Na Willem Holleeder is in de publieke beeldvorming Ridouan Taghi zonder meer de grootste crimineel van Nederland, alleen: nog bloeddorstiger. Misschien hierdoor geprikkeld blijken het Openbaar Ministerie en politie bereid tot soms vergaande en onorthodoxe verkenningen in de opsporing. Welke lijken zitten er nog meer in de kast, of komen er door een tipgever nog uitvallen?

Het Openbaar Ministerie toont zich bereid tegenover Taghi waar het gaat om het opereren op de rand van de regelgeving risico’s te nemen. En ook toont het OM dat het bereid is af te willen zien van de gebruikelijke goede relaties met de advocaten die net als de officieren van justitie – voor hun werk – ook maar gewoon een rol spelen in een strafproces.

De kerker

Ook de opsporing van Ridouan Taghi is aan regels gebonden. Naar de uitzetting van Taghi uit Dubai wenste de rechter-commissaris in het Marengo-proces deze maand geen nader onderzoek te doen. Tegelijk stelde zij wel dat de verslaglegging door de recherche over het ophalen van Taghi uit Dubai vraagtekens open laat. Of de de rechtbank binnenkort dan wel het naadje van de kous wil weten is afwachten.
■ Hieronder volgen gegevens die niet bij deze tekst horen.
// src/emotion/mod.rs
// Emotion label set and the static profile table.
// The label set is fixed by the classifier's output space; profiles are
// loaded once and read-only after that.

pub mod classifier;

use once_cell::sync::Lazy;
use serde::{Deserialize, Serialize};

use crate::error::DudilError;

/// Categorical output space of the emotion classifier.
#[derive(Debug, Clone, Copy, PartialEq, Eq, Hash, Serialize, Deserialize)]
#[serde(rename_all = "snake_case")]
pub enum EmotionLabel {
    Joy,
    Love,
    Surprise,
    Anger,
    Fear,
    Sadness,
    Neutral,
}

impl EmotionLabel {
    pub const ALL: [EmotionLabel; 7] = [
        EmotionLabel::Joy,
        EmotionLabel::Love,
        EmotionLabel::Surprise,
        EmotionLabel::Anger,
        EmotionLabel::Fear,
        EmotionLabel::Sadness,
        EmotionLabel::Neutral,
    ];

    pub fn as_str(&self) -> &'static str {
        match self {
            EmotionLabel::Joy => "joy",
            EmotionLabel::Love => "love",
            EmotionLabel::Surprise => "surprise",
            EmotionLabel::Anger => "anger",
            EmotionLabel::Fear => "fear",
            EmotionLabel::Sadness => "sadness",
            EmotionLabel::Neutral => "neutral",
        }
    }

    /// Lenient parse for raw classifier output: a label outside the table
    /// degrades to `Neutral` instead of failing the turn.
    pub fn from_raw(raw: &str) -> EmotionLabel {
        raw.parse::<EmotionLabel>().unwrap_or_else(|_| {
            tracing::warn!(
                label = raw,
                "classifier returned an unknown emotion label; treating as neutral"
            );
            EmotionLabel::Neutral
        })
    }

    /// Emoji shown next to the label in terminal output.
    pub fn emoji(&self) -> &'static str {
        match self {
            EmotionLabel::Joy => "😊",
            EmotionLabel::Love => "😍",
            EmotionLabel::Surprise => "😮",
            EmotionLabel::Anger => "😠",
            EmotionLabel::Fear => "😨",
            EmotionLabel::Sadness => "😢",
            EmotionLabel::Neutral => "😐",
        }
    }
}

impl std::fmt::Display for EmotionLabel {
    fn fmt(&self, f: &mut std::fmt::Formatter<'_>) -> std::fmt::Result {
        write!(f, "{}", self.as_str())
    }
}

impl std::str::FromStr for EmotionLabel {
    type Err = DudilError;

    fn from_str(s: &str) -> Result<Self, Self::Err> {
        match s.to_lowercase().as_str() {
            "joy" => Ok(EmotionLabel::Joy),
            "love" => Ok(EmotionLabel::Love),
            "surprise" => Ok(EmotionLabel::Surprise),
            "anger" => Ok(EmotionLabel::Anger),
            "fear" => Ok(EmotionLabel::Fear),
            "sadness" => Ok(EmotionLabel::Sadness),
            "neutral" => Ok(EmotionLabel::Neutral),
            other => Err(DudilError::UnknownEmotion(other.to_string())),
        }
    }
}

/// One classifier verdict for one user message.
///
/// Persisted only as the annotation on the user turn it describes.
#[derive(Debug, Clone, Copy, PartialEq, Serialize, Deserialize)]
pub struct ClassificationResult {
    pub label: EmotionLabel,
    /// Classifier score in [0, 1].
    pub confidence: f32,
}

impl ClassificationResult {
    pub fn neutral(confidence: f32) -> Self {
        Self {
            label: EmotionLabel::Neutral,
            confidence,
        }
    }
}

/// Static per-label profile: how strongly the emotion reads and how the
/// responder should meet it.
#[derive(Debug, Clone, Serialize)]
pub struct EmotionProfile {
    pub label: EmotionLabel,
    /// Strength rating, 1 (muted) to 5 (overwhelming).
    pub intensity: u8,
    pub description: &'static str,
    pub tone_directive: &'static str,
}

static PROFILES: Lazy<Vec<EmotionProfile>> = Lazy::new(|| {
    vec![
        EmotionProfile {
            label: EmotionLabel::Joy,
            intensity: 5,
            description: "delight, excitement, or contentment",
            tone_directive: "Be enthusiastic and share their positive feelings",
        },
        EmotionProfile {
            label: EmotionLabel::Love,
            intensity: 5,
            description: "affection, warmth, or deep attachment",
            tone_directive: "Be warm and supportive of their affection",
        },
        EmotionProfile {
            label: EmotionLabel::Surprise,
            intensity: 4,
            description: "astonishment at something unexpected",
            tone_directive: "Be engaging and explore their reaction",
        },
        EmotionProfile {
            label: EmotionLabel::Anger,
            intensity: 2,
            description: "frustration, irritation, or outrage",
            tone_directive: "Be calm, understanding, and help them process feelings",
        },
        EmotionProfile {
            label: EmotionLabel::Fear,
            intensity: 2,
            description: "worry, anxiety, or dread",
            tone_directive: "Be reassuring and help alleviate concerns",
        },
        EmotionProfile {
            label: EmotionLabel::Sadness,
            intensity: 1,
            description: "grief, disappointment, or low mood",
            tone_directive: "Be empathetic, comforting, and supportive",
        },
        EmotionProfile {
            label: EmotionLabel::Neutral,
            intensity: 3,
            description: "no strong emotional signal",
            tone_directive: "Be balanced, attentive, and conversational",
        },
    ]
});

/// Profile lookup, total over the enum.
pub fn profile_for(label: EmotionLabel) -> &'static EmotionProfile {
    PROFILES
        .iter()
        .find(|p| p.label == label)
        .unwrap_or_else(|| &PROFILES[PROFILES.len() - 1])
}
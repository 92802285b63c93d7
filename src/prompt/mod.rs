//! Prompt composition.
//!
//! Turns one classified user message plus recent history into the single
//! prompt string sent to the responder. Pure: identical inputs always
//! produce byte-identical output, so prompts are reproducible from the
//! persisted conversation log.

pub mod persona;

pub use persona::{DEFAULT_PERSONA_PROMPT, LOW_CONFIDENCE_DIRECTIVE};

use crate::emotion::{ClassificationResult, EmotionProfile};
use crate::store::{Speaker, Turn};

/// History turns are clipped to this many characters inside the prompt to
/// bound prompt size independently of the turn window.
const HISTORY_TURN_CLIP_CHARS: usize = 150;

/// Deterministic prompt builder. Construct once from config and reuse.
#[derive(Debug, Clone)]
pub struct PromptComposer {
    persona: String,
    max_history_turns: usize,
    low_confidence_threshold: f32,
}

impl PromptComposer {
    pub fn new(persona: impl Into<String>, max_history_turns: usize, low_confidence_threshold: f32) -> Self {
        Self {
            persona: persona.into(),
            max_history_turns,
            low_confidence_threshold,
        }
    }

    pub fn with_defaults(max_history_turns: usize, low_confidence_threshold: f32) -> Self {
        Self::new(DEFAULT_PERSONA_PROMPT, max_history_turns, low_confidence_threshold)
    }

    pub fn max_history_turns(&self) -> usize {
        self.max_history_turns
    }

    /// Build the full prompt for one turn.
    ///
    /// Sections, in order: persona, emotion analysis block (label, intensity,
    /// confidence as a percentage), optional low-confidence hedge, the last
    /// `max_history_turns` history turns oldest-first, then the new user text.
    pub fn compose(
        &self,
        user_text: &str,
        classification: &ClassificationResult,
        profile: &EmotionProfile,
        history: &[Turn],
    ) -> String {
        let mut prompt = String::with_capacity(1024);

        prompt.push_str(&self.persona);
        prompt.push_str("\n\nEmotion analysis of the user's current message:\n");
        prompt.push_str(&format!("- Detected emotion: {}\n", classification.label));
        prompt.push_str(&format!("- Intensity: {}/5\n", profile.intensity));
        prompt.push_str(&format!(
            "- Confidence: {:.1}%\n",
            classification.confidence * 100.0
        ));
        prompt.push_str(&format!("- Suggested tone: {}\n", profile.tone_directive));

        if classification.confidence < self.low_confidence_threshold {
            prompt.push('\n');
            prompt.push_str(LOW_CONFIDENCE_DIRECTIVE);
            prompt.push('\n');
        }

        let window = self.window(history);
        if !window.is_empty() {
            prompt.push_str("\nRecent conversation context:\n");
            for turn in window {
                let speaker = match turn.speaker {
                    Speaker::User => "User",
                    Speaker::Assistant => "Assistant",
                };
                prompt.push_str(&format!("{}: {}\n", speaker, clip(&turn.text)));
            }
        }

        prompt.push_str(&format!("\nUser's current message: {}\n\nYour response:", user_text));
        prompt
    }

    /// Last `max_history_turns` turns, oldest first.
    fn window<'a>(&self, history: &'a [Turn]) -> &'a [Turn] {
        let start = history.len().saturating_sub(self.max_history_turns);
        &history[start..]
    }
}

fn clip(text: &str) -> String {
    if text.chars().count() > HISTORY_TURN_CLIP_CHARS {
        let clipped: String = text.chars().take(HISTORY_TURN_CLIP_CHARS).collect();
        format!("{}...", clipped)
    } else {
        text.to_string()
    }
}

#[cfg(test)]
mod tests {
    use super::*;
    use crate::emotion::{profile_for, EmotionLabel};
    use chrono::Utc;

    fn turn(speaker: Speaker, text: &str) -> Turn {
        Turn {
            speaker,
            text: text.to_string(),
            emotion: None,
            timestamp: Utc::now(),
        }
    }

    fn joyful(confidence: f32) -> ClassificationResult {
        ClassificationResult {
            label: EmotionLabel::Joy,
            confidence,
        }
    }

    #[test]
    fn history_window_keeps_exactly_the_most_recent_turns() {
        let composer = PromptComposer::with_defaults(3, 0.4);
        let history: Vec<Turn> = (0..8)
            .map(|i| turn(Speaker::User, &format!("message-{i}")))
            .collect();

        let prompt = composer.compose(
            "hello",
            &joyful(0.9),
            profile_for(EmotionLabel::Joy),
            &history,
        );

        for i in 5..8 {
            assert!(prompt.contains(&format!("message-{i}")), "missing turn {i}");
        }
        for i in 0..5 {
            assert!(!prompt.contains(&format!("message-{i}")), "stale turn {i} leaked in");
        }
        // Oldest of the window comes first.
        let pos5 = prompt.find("message-5").unwrap();
        let pos7 = prompt.find("message-7").unwrap();
        assert!(pos5 < pos7);
    }

    #[test]
    fn composition_is_pure() {
        let composer = PromptComposer::with_defaults(6, 0.4);
        let history = vec![
            turn(Speaker::User, "hi"),
            turn(Speaker::Assistant, "hello there"),
        ];
        let classification = joyful(0.62);
        let profile = profile_for(EmotionLabel::Joy);

        let a = composer.compose("how are you?", &classification, profile, &history);
        let b = composer.compose("how are you?", &classification, profile, &history);
        assert_eq!(a, b);
    }

    #[test]
    fn prompt_embeds_label_intensity_and_percent_confidence() {
        let composer = PromptComposer::with_defaults(6, 0.4);
        let prompt = composer.compose(
            "I just got promoted!",
            &joyful(0.62),
            profile_for(EmotionLabel::Joy),
            &[],
        );
        assert!(prompt.contains("joy"));
        assert!(prompt.contains("5/5"));
        assert!(prompt.contains("62.0%"));
        assert!(prompt.contains("I just got promoted!"));
        assert!(!prompt.contains("LOW CONFIDENCE"));
    }

    #[test]
    fn low_confidence_appends_hedging_directive() {
        let composer = PromptComposer::with_defaults(6, 0.4);
        let prompt = composer.compose(
            "fine.",
            &joyful(0.2),
            profile_for(EmotionLabel::Joy),
            &[],
        );
        assert!(prompt.contains("LOW CONFIDENCE"));
    }

    #[test]
    fn long_history_turns_are_clipped() {
        let composer = PromptComposer::with_defaults(6, 0.4);
        let long_text = "x".repeat(400);
        let history = vec![turn(Speaker::User, &long_text)];
        let prompt = composer.compose("ok", &joyful(0.9), profile_for(EmotionLabel::Joy), &history);
        assert!(prompt.contains(&format!("{}...", "x".repeat(150))));
        assert!(!prompt.contains(&"x".repeat(200)));
    }
}
//! HTTP presentation boundary.
//!
//! Accepts raw user text and returns the reply plus the emotion metrics the
//! chat widget renders (label, confidence, intensity). The store sits behind
//! a `tokio::sync::Mutex`: at most one mutating operation per store instance
//! is in flight at a time, which is the concurrency contract the file-backed
//! index requires.

use std::sync::Arc;

use axum::{
    extract::{Path, State},
    http::StatusCode,
    response::IntoResponse,
    routing::{delete, get, post},
    Json, Router,
};
use serde::{Deserialize, Serialize};
use tokio::sync::Mutex;
use tracing::{error, info, warn};

use crate::chat::{ChatEngine, GENERATION_APOLOGY};
use crate::error::DudilError;
use crate::store::ConversationStore;

pub struct AppState {
    pub engine: ChatEngine,
    pub store: Mutex<ConversationStore>,
}

#[derive(Debug, Deserialize)]
pub struct ChatRequest {
    /// Omit to start a new conversation.
    pub conversation_id: Option<String>,
    pub message: String,
}

#[derive(Debug, Serialize)]
struct ErrorResponse {
    error: String,
}

#[derive(Serialize)]
struct HealthResponse {
    status: &'static str,
    conversations: usize,
}

/// Build the API router over shared state.
pub fn router(state: Arc<AppState>) -> Router {
    Router::new()
        .route("/api/chat", post(chat))
        .route("/api/conversations", get(list_conversations))
        .route("/api/conversations/{id}", get(get_conversation))
        .route("/api/conversations/{id}", delete(delete_conversation))
        .route("/health", get(health_check))
        .with_state(state)
}

/// Bind and serve until the process exits.
pub async fn serve(state: Arc<AppState>, host: &str, port: u16) -> anyhow::Result<()> {
    let bind_address = format!("{}:{}", host, port);
    let listener = tokio::net::TcpListener::bind(&bind_address).await?;
    info!("Listening on http://{}", bind_address);
    axum::serve(listener, router(state)).await?;
    Ok(())
}

/// POST /api/chat
///
/// One conversation turn. Creates a conversation when no id is supplied.
async fn chat(
    State(state): State<Arc<AppState>>,
    Json(request): Json<ChatRequest>,
) -> impl IntoResponse {
    let mut store = state.store.lock().await;

    let conversation_id = match request.conversation_id {
        Some(id) => id,
        None => match store.create() {
            Ok(id) => id,
            Err(e) => {
                error!(error = %e, "failed to create conversation");
                return (
                    StatusCode::INTERNAL_SERVER_ERROR,
                    Json(serde_json::json!({ "error": e.to_string() })),
                )
                    .into_response();
            }
        },
    };

    match state
        .engine
        .respond(&mut store, &conversation_id, &request.message)
        .await
    {
        Ok(outcome) => (StatusCode::OK, Json(outcome)).into_response(),
        Err(DudilError::NotFound(id)) => (
            StatusCode::NOT_FOUND,
            Json(serde_json::json!({ "error": format!("conversation {} no longer exists", id) })),
        )
            .into_response(),
        Err(e @ DudilError::Generation(_)) => {
            warn!(error = %e, "generation failed; turn not recorded");
            (
                StatusCode::BAD_GATEWAY,
                Json(serde_json::json!({ "error": GENERATION_APOLOGY })),
            )
                .into_response()
        }
        Err(e) => {
            error!(error = %e, "chat turn failed");
            (
                StatusCode::INTERNAL_SERVER_ERROR,
                Json(ErrorResponse {
                    error: e.to_string(),
                }),
            )
                .into_response()
        }
    }
}

/// GET /api/conversations — summaries, most recently active first.
async fn list_conversations(State(state): State<Arc<AppState>>) -> impl IntoResponse {
    let store = state.store.lock().await;
    Json(store.list())
}

/// GET /api/conversations/{id} — full thread for rendering.
async fn get_conversation(
    State(state): State<Arc<AppState>>,
    Path(id): Path<String>,
) -> impl IntoResponse {
    let store = state.store.lock().await;
    match store.get(&id) {
        Some(conversation) => (StatusCode::OK, Json(conversation.clone())).into_response(),
        None => (
            StatusCode::NOT_FOUND,
            Json(ErrorResponse {
                error: format!("conversation {} no longer exists", id),
            }),
        )
            .into_response(),
    }
}

/// DELETE /api/conversations/{id} — idempotent; unknown ids succeed.
async fn delete_conversation(
    State(state): State<Arc<AppState>>,
    Path(id): Path<String>,
) -> impl IntoResponse {
    let mut store = state.store.lock().await;
    match store.delete(&id) {
        Ok(()) => StatusCode::NO_CONTENT.into_response(),
        Err(e) => {
            error!(error = %e, "failed to delete conversation");
            (
                StatusCode::INTERNAL_SERVER_ERROR,
                Json(ErrorResponse {
                    error: e.to_string(),
                }),
            )
                .into_response()
        }
    }
}

/// GET /health
async fn health_check(State(state): State<Arc<AppState>>) -> impl IntoResponse {
    let store = state.store.lock().await;
    Json(HealthResponse {
        status: "ok",
        conversations: store.len(),
    })
}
Juist als het gaat om de berechting van personen die mogelijk onvergelijkbaar wrede en moorddadige daden hebben begaan moet de samenleving zich op zijn krachtigst, en meest rechtvaardig, tonen. Juist als het gaat om Ridouan Taghi c.s. moet het spel zorgvuldig volgens de regels van de wet worden gespeeld. Om te tonen dat Nederland zelfs dergelijke verdachten niet rechteloos in een kerker gooit, en dat de wettelijke rechtvaardigheid die de Nederlanders in hun rechtsstaat wensen ook echt bestaat. De Staat moet de rechten van alle burgers garanderen.

Geheimhouderscommunicatie

Een civiele kamer van het gerechtshof in Den Bosch heeft het Openbaar Ministerie recent op de vingers getikt, een arrest dat net als de actie in Dubai rond de advocaten, nog onvoorziene gevolgen kan hebben voor strafzaken als die tegen Taghi.

In een civiel proces tegen de Staat over de handelwijze van OM en FIOD met betrekking tot geheimhoudersgegevens van advocaten in een fraudezaak besloot het Bossche hof recent dat hiernaar een diepgaand onderzoek moet komen.
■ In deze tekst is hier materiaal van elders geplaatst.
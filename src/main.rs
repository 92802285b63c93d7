// src/main.rs

use std::io::Write;
use std::sync::Arc;

use clap::{Parser, Subcommand};
use tokio::sync::Mutex;
use tracing::{info, Level};
use tracing_subscriber::FmtSubscriber;

use dudil::chat::{ChatEngine, GENERATION_APOLOGY};
use dudil::config::DudilConfig;
use dudil::error::DudilError;
use dudil::server::{self, AppState};
use dudil::store::ConversationStore;

#[derive(Parser)]
#[command(name = "dudil", about = "Emotion-aware chatbot", version)]
struct Cli {
    #[command(subcommand)]
    command: Command,
}

#[derive(Subcommand)]
enum Command {
    /// Run the HTTP API for the chat widget
    Serve,
    /// Chat interactively in the terminal
    Chat {
        /// Continue an existing conversation instead of starting a new one
        #[arg(long)]
        conversation: Option<String>,
    },
    /// List stored conversations, most recently active first
    List,
    /// Delete a conversation (no-op if it does not exist)
    Delete { id: String },
}

#[tokio::main]
async fn main() -> anyhow::Result<()> {
    let cli = Cli::parse();

    // Only a missing API key may stop the process; everything after this
    // point degrades instead of exiting.
    let config = match DudilConfig::from_env() {
        Ok(config) => config,
        Err(e) => {
            eprintln!("{}", e);
            std::process::exit(1);
        }
    };

    let level = config.log_level.parse::<Level>().unwrap_or(Level::INFO);
    let subscriber = FmtSubscriber::builder().with_max_level(level).finish();
    tracing::subscriber::set_global_default(subscriber)?;

    let store = ConversationStore::load(&config.history_file)?;

    match cli.command {
        Command::Serve => {
            info!("Starting Dudil (model: {})", config.gemini_model);
            info!("Emotion model: {}", config.emotion_model);
            let state = Arc::new(AppState {
                engine: ChatEngine::from_config(&config),
                store: Mutex::new(store),
            });
            server::serve(state, &config.host, config.port).await?;
        }
        Command::Chat { conversation } => {
            run_repl(&config, store, conversation).await?;
        }
        Command::List => {
            let summaries = store.list();
            if summaries.is_empty() {
                println!("No conversations yet.");
            }
            for s in summaries {
                println!(
                    "{}  {:>3} turns  last active {}  {}",
                    s.id,
                    s.turn_count,
                    s.last_active_at.format("%Y-%m-%d %H:%M"),
                    s.title
                );
            }
        }
        Command::Delete { id } => {
            let mut store = store;
            store.delete(&id)?;
            println!("Deleted {} (if it existed).", id);
        }
    }

    Ok(())
}

/// Terminal chat loop. Each line is one turn; Ctrl-D or "/quit" exits.
async fn run_repl(
    config: &DudilConfig,
    mut store: ConversationStore,
    conversation: Option<String>,
) -> anyhow::Result<()> {
    let engine = ChatEngine::from_config(config);

    let conversation_id = match conversation {
        Some(id) => {
            if store.get(&id).is_none() {
                anyhow::bail!("conversation {} no longer exists", id);
            }
            id
        }
        None => store.create()?,
    };

    println!("Dudil - emotion-aware chat (conversation {})", conversation_id);
    println!("Type your message, or /quit to exit.\n");

    let stdin = std::io::stdin();
    loop {
        print!("you> ");
        std::io::stdout().flush()?;

        let mut line = String::new();
        if stdin.read_line(&mut line)? == 0 {
            break;
        }
        let line = line.trim();
        if line.is_empty() {
            continue;
        }
        if line == "/quit" {
            break;
        }

        match engine.respond(&mut store, &conversation_id, line).await {
            Ok(outcome) => {
                println!(
                    "[{} {}  intensity {}/5  confidence {:.1}%]",
                    outcome.emotion,
                    outcome.emotion.emoji(),
                    outcome.intensity,
                    outcome.confidence * 100.0
                );
                println!("dudil> {}\n", outcome.reply);
            }
            Err(e @ DudilError::Generation(_)) => {
                tracing::warn!(error = %e, "generation failed; turn not recorded");
                println!("dudil> {}\n", GENERATION_APOLOGY);
            }
            Err(e) => return Err(e.into()),
        }
    }

    Ok(())
}
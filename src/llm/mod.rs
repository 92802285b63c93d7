//! Response generation seam.
//!
//! One trait, one hosted implementation. The engine only ever sees
//! `Responder`, so tests can swap in a deterministic fake.

pub mod gemini;

pub use gemini::GeminiResponder;

use async_trait::async_trait;

use crate::config::DudilConfig;
use crate::error::DudilError;

/// Sampling parameters forwarded to the generative API.
#[derive(Debug, Clone, Copy)]
pub struct GenerationOptions {
    pub temperature: f32,
    pub top_p: f32,
    pub top_k: u32,
    pub max_output_tokens: u32,
}

impl Default for GenerationOptions {
    fn default() -> Self {
        Self {
            temperature: 0.7,
            top_p: 0.8,
            top_k: 40,
            max_output_tokens: 1024,
        }
    }
}

impl GenerationOptions {
    pub fn from_config(config: &DudilConfig) -> Self {
        Self {
            temperature: config.temperature,
            top_p: config.top_p,
            top_k: config.top_k,
            max_output_tokens: config.max_output_tokens,
        }
    }
}

/// Unified trait for reply-generating backends.
#[async_trait]
pub trait Responder: Send + Sync {
    /// Produce free text for a composed prompt. Single attempt; callers
    /// decide whether to layer retries on top.
    async fn generate(
        &self,
        prompt: &str,
        options: &GenerationOptions,
    ) -> Result<String, DudilError>;

    /// Backend name for logging.
    fn name(&self) -> &'static str;
}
Het OM zei dat bepaalde geheimhouderscommunicatie was vernietigd. Dat was gelogen. In werkelijkheid werd die wel bewaard, en ook gelezen, verspreid en gebruikt door het Openbaar Ministerie.
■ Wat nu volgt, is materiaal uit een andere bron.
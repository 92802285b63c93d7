// tests/http_api.rs
// Router-level tests driven through tower's oneshot, no sockets involved.


use std::sync::Arc;

use axum::body::Body;
use axum::http::{Request, StatusCode};
use http_body_util::BodyExt;
use tokio::sync::Mutex;
use tower::ServiceExt;

use dudil::emotion::EmotionLabel;
use dudil::server::{router, AppState};

use test_helpers::{engine_with, temp_store, FailingResponder, FixedClassifier, RecordingResponder};

fn chat_app(dir: &tempfile::TempDir) -> axum::Router {
    let state = Arc::new(AppState {
        engine: engine_with(
            Arc::new(FixedClassifier {
                label: EmotionLabel::Joy,
                confidence: 0.88,
            }),
            Arc::new(RecordingResponder::new("Delighted to hear it!")),
        ),
        store: Mutex::new(temp_store(dir)),
    });
    router(state)
}

async fn body_json(response: axum::response::Response) -> serde_json::Value {
    let bytes = response.into_body().collect().await.unwrap().to_bytes();
    serde_json::from_slice(&bytes).unwrap()
}

fn post_chat(body: serde_json::Value) -> Request<Body> {
    Request::builder()
        .method("POST")
        .uri("/api/chat")
        .header("content-type", "application/json")
        .body(Body::from(body.to_string()))
        .unwrap()
}

#[tokio::test]
async fn chat_without_id_creates_a_conversation_and_replies() {
    let dir = tempfile::tempdir().unwrap();
    let app = chat_app(&dir);

    let response = app
        .oneshot(post_chat(serde_json::json!({ "message": "I got the job!" })))
        .await
        .unwrap();

    assert_eq!(response.status(), StatusCode::OK);
    let json = body_json(response).await;
    assert_eq!(json["reply"], "Delighted to hear it!");
    assert_eq!(json["emotion"], "joy");
    assert_eq!(json["intensity"], 5);
    assert!(json["conversation_id"].as_str().unwrap().len() > 10);
    let confidence = json["confidence"].as_f64().unwrap();
    assert!((confidence - 0.88).abs() < 1e-6);
}

#[tokio::test]
async fn chat_with_unknown_id_is_404() {
    let dir = tempfile::tempdir().unwrap();
    let app = chat_app(&dir);

    let response = app
        .oneshot(post_chat(serde_json::json!({
            "conversation_id": "no-such-id",
            "message": "hello"
        })))
        .await
        .unwrap();

    assert_eq!(response.status(), StatusCode::NOT_FOUND);
}

#[tokio::test]
async fn generation_failure_maps_to_bad_gateway_apology() {
    let dir = tempfile::tempdir().unwrap();
    let state = Arc::new(AppState {
        engine: engine_with(
            Arc::new(FixedClassifier {
                label: EmotionLabel::Joy,
                confidence: 0.88,
            }),
            Arc::new(FailingResponder),
        ),
        store: Mutex::new(temp_store(&dir)),
    });
    let app = router(state);

    let response = app
        .oneshot(post_chat(serde_json::json!({ "message": "hello" })))
        .await
        .unwrap();

    assert_eq!(response.status(), StatusCode::BAD_GATEWAY);
    let json = body_json(response).await;
    assert!(json["error"]
        .as_str()
        .unwrap()
        .contains("trouble responding"));
}

#[tokio::test]
async fn conversation_listing_and_idempotent_delete() {
    let dir = tempfile::tempdir().unwrap();
    let app = chat_app(&dir);

    // Start a conversation.
    let response = app
        .clone()
        .oneshot(post_chat(serde_json::json!({ "message": "hi there" })))
        .await
        .unwrap();
    let id = body_json(response).await["conversation_id"]
        .as_str()
        .unwrap()
        .to_string();

    // It shows up in the listing with both turns counted.
    let response = app
        .clone()
        .oneshot(
            Request::builder()
                .uri("/api/conversations")
                .body(Body::empty())
                .unwrap(),
        )
        .await
        .unwrap();
    let listing = body_json(response).await;
    assert_eq!(listing.as_array().unwrap().len(), 1);
    assert_eq!(listing[0]["id"], id.as_str());
    assert_eq!(listing[0]["turn_count"], 2);

    // Full thread fetch works.
    let response = app
        .clone()
        .oneshot(
            Request::builder()
                .uri(format!("/api/conversations/{}", id))
                .body(Body::empty())
                .unwrap(),
        )
        .await
        .unwrap();
    assert_eq!(response.status(), StatusCode::OK);

    // Delete twice; both succeed.
    for _ in 0..2 {
        let response = app
            .clone()
            .oneshot(
                Request::builder()
                    .method("DELETE")
                    .uri(format!("/api/conversations/{}", id))
                    .body(Body::empty())
                    .unwrap(),
            )
            .await
            .unwrap();
        assert_eq!(response.status(), StatusCode::NO_CONTENT);
    }

    // Thread is gone.
    let response = app
        .oneshot(
            Request::builder()
                .uri(format!("/api/conversations/{}", id))
                .body(Body::empty())
                .unwrap(),
        )
        .await
        .unwrap();
    assert_eq!(response.status(), StatusCode::NOT_FOUND);
}

#[tokio::test]
async fn health_reports_conversation_count() {
    let dir = tempfile::tempdir().unwrap();
    let app = chat_app(&dir);

    let response = app
        .oneshot(
            Request::builder()
                .uri("/health")
                .body(Body::empty())
                .unwrap(),
        )
        .await
        .unwrap();

    assert_eq!(response.status(), StatusCode::OK);
    let json = body_json(response).await;
    assert_eq!(json["status"], "ok");
    assert_eq!(json["conversations"], 0);
}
Het onderzoek dat nu gaat komen is ook van belang voor strafzaken als die tegen Taghi c.s.. Het ziet met name op het beslag op informatie in computernetwerken en op het gebruik van een bepaald zoeksysteem dat het Nederlands Forensisch Instituut (NFI) ook in het pgp-onderzoek naar Ennetcom heeft gebruikt.

Volgens het gerechtshof in Den Bosch probeerde het OM het onrechtmatig handelen zelfs actief te verdoezelen of af te schermen.

Een opsporingsapparaat dat zijn onrechtmatig handelen tegenover verdachten – burgers – zelfs mag afschermen: wat betreft het gerechtshof in Den Bosch ligt daar niet de toekomst van de rechtsstaat.